CT-guided cryoablation safe for kidney lesions

Friday, December 3 | 10:30 a.m.-10:40 a.m. | SST16-01 | Room E353B
There's more than one way to kill a kidney cancer without surgery. Freezing renal tumors percutaneously is safe and effective and delivers very low complication rates, say researchers from Duke University in Durham, NC.

Michael Rosenberg will present research headed by Charles Kim, MD, that treated 107 patients with renal masses suspicious for renal cell carcinoma (71 men, 36 women; mean age, 64) with CT-guided percutaneous cryoablation.

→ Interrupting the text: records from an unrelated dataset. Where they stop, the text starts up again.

//! CSV and JSON export of valuation results.

use crate::profile::EtfPriceProfile;
use crate::stats::ValuationSummary;
use chrono::NaiveDate;
use pbval_data::PbRecord;
use pbval_engine::{Aggregation, Composite, CompositePoint};
use serde::{Deserialize, Serialize};
use std::fs::File;
use std::io::Write;
use std::path::Path;
use thiserror::Error;

/// Errors that can occur during export operations.
#[derive(Debug, Error)]
pub enum ExportError {
    /// CSV serialization error.
    #[error("CSV serialization error: {0}")]
    Csv(#[from] csv::Error),

    /// JSON serialization error.
    #[error("JSON serialization error: {0}")]
    Json(#[from] serde_json::Error),

    /// IO error.
    #[error("IO error: {0}")]
    Io(#[from] std::io::Error),

    /// Invalid format error.
    #[error("Invalid format: {0}")]
    InvalidFormat(String),
}

/// Export format options.
#[derive(Debug, Clone, Copy, PartialEq, Eq)]
pub enum ExportFormat {
    /// Comma-separated values format.
    Csv,

    /// Compact JSON format.
    Json,

    /// Pretty-printed JSON format.
    PrettyJson,
}

impl ExportFormat {
    /// Get the file extension for this format.
    pub const fn extension(&self) -> &str {
        match self {
            Self::Csv => "csv",
            Self::Json | Self::PrettyJson => "json",
        }
    }
}

impl std::str::FromStr for ExportFormat {
    type Err = ExportError;

    fn from_str(s: &str) -> Result<Self, Self::Err> {
        match s.to_ascii_lowercase().as_str() {
            "csv" => Ok(Self::Csv),
            "json" => Ok(Self::Json),
            "pretty-json" | "pretty_json" | "prettyjson" => Ok(Self::PrettyJson),
            other => Err(ExportError::InvalidFormat(other.to_string())),
        }
    }
}

/// Trait for exporting data in various formats.
pub trait Exporter {
    /// Export data to a string in the specified format.
    ///
    /// # Errors
    ///
    /// Returns an error if serialization fails.
    fn export_to_string(&self, format: ExportFormat) -> Result<String, ExportError>;

    /// Export data to a file in the specified format.
    ///
    /// # Errors
    ///
    /// Returns an error if serialization or file writing fails.
    fn export_to_file(&self, path: &Path, format: ExportFormat) -> Result<(), ExportError> {
        let content = self.export_to_string(format)?;
        let mut file = File::create(path)?;
        file.write_all(content.as_bytes())?;
        Ok(())
    }
}

fn csv_rows<T: Serialize>(rows: impl IntoIterator<Item = T>) -> Result<String, ExportError> {
    let mut wtr = csv::Writer::from_writer(vec![]);
    for row in rows {
        wtr.serialize(row)?;
    }
    let bytes = wtr.into_inner().map_err(|e| e.into_error())?;
    String::from_utf8(bytes).map_err(|e| ExportError::InvalidFormat(e.to_string()))
}

fn json<T: Serialize + ?Sized>(value: &T, format: ExportFormat) -> Result<String, ExportError> {
    match format {
        ExportFormat::PrettyJson => Ok(serde_json::to_string_pretty(value)?),
        _ => Ok(serde_json::to_string(value)?),
    }
}

impl Exporter for Vec<PbRecord> {
    fn export_to_string(&self, format: ExportFormat) -> Result<String, ExportError> {
        match format {
            ExportFormat::Csv => csv_rows(self),
            ExportFormat::Json | ExportFormat::PrettyJson => json(self, format),
        }
    }
}

/// Flat composite row, with the quarter rendered as a label.
#[derive(Debug, Clone, Serialize, Deserialize, PartialEq)]
pub struct CompositeRow {
    /// ETF code
    pub etf_code: String,
    /// Trading day
    pub date: NaiveDate,
    /// Holdings quarter, e.g. `2024Q1`
    pub quarter: String,
    /// Weighted average PB
    pub pb: f64,
    /// Constituents with a defined PB
    pub contributing: usize,
    /// Combined weight of the contributing constituents
    pub total_weight: f64,
    /// Whether the value was carried forward
    pub carried_forward: bool,
}

impl CompositeRow {
    /// Row for one point of `etf_code`'s composite history.
    pub fn from_point(etf_code: &str, point: &CompositePoint) -> Self {
        Self {
            etf_code: etf_code.to_string(),
            date: point.date,
            quarter: point.quarter.to_string(),
            pb: point.pb,
            contributing: point.contributing,
            total_weight: point.total_weight,
            carried_forward: point.carried_forward,
        }
    }
}

impl Exporter for Aggregation {
    fn export_to_string(&self, format: ExportFormat) -> Result<String, ExportError> {
        match (format, &self.composite) {
            (ExportFormat::Csv, Composite::Series { points }) => {
                csv_rows(points.iter().map(|p| CompositeRow::from_point(&self.etf_code, p)))
            }
            (ExportFormat::Csv, Composite::Snapshot(s)) => csv_rows([CompositeRow {
                etf_code: self.etf_code.clone(),
                date: s.as_of,
                quarter: s.quarter.to_string(),
                pb: s.pb,
                contributing: s.contributing,
                total_weight: s.total_weight,
                carried_forward: false,
            }]),
            (_, _) => json(self, format),
        }
    }
}

/// Flat valuation summary row.
#[derive(Debug, Serialize)]
struct SummaryRow<'a> {
    name: &'a str,
    period_start: NaiveDate,
    period_end: NaiveDate,
    current: f64,
    percentile: f64,
    count: usize,
    mean: f64,
    median: f64,
    min: f64,
    max: f64,
    std_dev: f64,
}

impl<'a> From<&'a ValuationSummary> for SummaryRow<'a> {
    fn from(s: &'a ValuationSummary) -> Self {
        Self {
            name: &s.name,
            period_start: s.period_start,
            period_end: s.period_end,
            current: s.current,
            percentile: s.percentile,
            count: s.distribution.count,
            mean: s.distribution.mean,
            median: s.distribution.median,
            min: s.distribution.min,
            max: s.distribution.max,
            std_dev: s.distribution.std_dev,
        }
    }
}

impl Exporter for ValuationSummary {
    fn export_to_string(&self, format: ExportFormat) -> Result<String, ExportError> {
        match format {
            ExportFormat::Csv => csv_rows([SummaryRow::from(self)]),
            ExportFormat::Json | ExportFormat::PrettyJson => json(self, format),
        }
    }
}

impl Exporter for Vec<ValuationSummary> {
    fn export_to_string(&self, format: ExportFormat) -> Result<String, ExportError> {
        match format {
            ExportFormat::Csv => csv_rows(self.iter().map(SummaryRow::from)),
            ExportFormat::Json | ExportFormat::PrettyJson => json(self, format),
        }
    }
}

impl Exporter for EtfPriceProfile {
    fn export_to_string(&self, format: ExportFormat) -> Result<String, ExportError> {
        match format {
            ExportFormat::Csv => Err(ExportError::InvalidFormat(
                "price profiles export as JSON only".to_string(),
            )),
            ExportFormat::Json | ExportFormat::PrettyJson => json(self, format),
        }
    }
}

The team reviewed CT images before, during, and after the procedure, measuring tumor size and ice ball overlap with the sinus. A medical records search along with follow-up imaging was performed to look for significant hemorrhage requiring intervention or evidence of collecting system injury such as urinoma, local collecting system stricture, or fistulous tract, the authors will report. The mean follow-up was 9.3 months (range, 0-45 months).

The mean diameter of ablated lesions was 2.2 cm (range, 0.8-5.7). In 67 cases, the ice ball "abutted or involved the renal sinus," the authors wrote in their abstract. Mean tumor diameter was significantly higher for central ice balls (2.5 cm) versus noncentral (1.9 cm, p < 0.001).

No cases of collecting system injury were found, but a hemorrhagic complication required intervention. A noncentral ablation of a 1.4-cm tumor required subsequent percutaneous embolization. Overall, however, in CT-guided percutaneous cryoablation of renal masses where the ice ball abuts or overlaps the renal sinus, the study found no cases of collecting system injuries or significant hemorrhagic complications.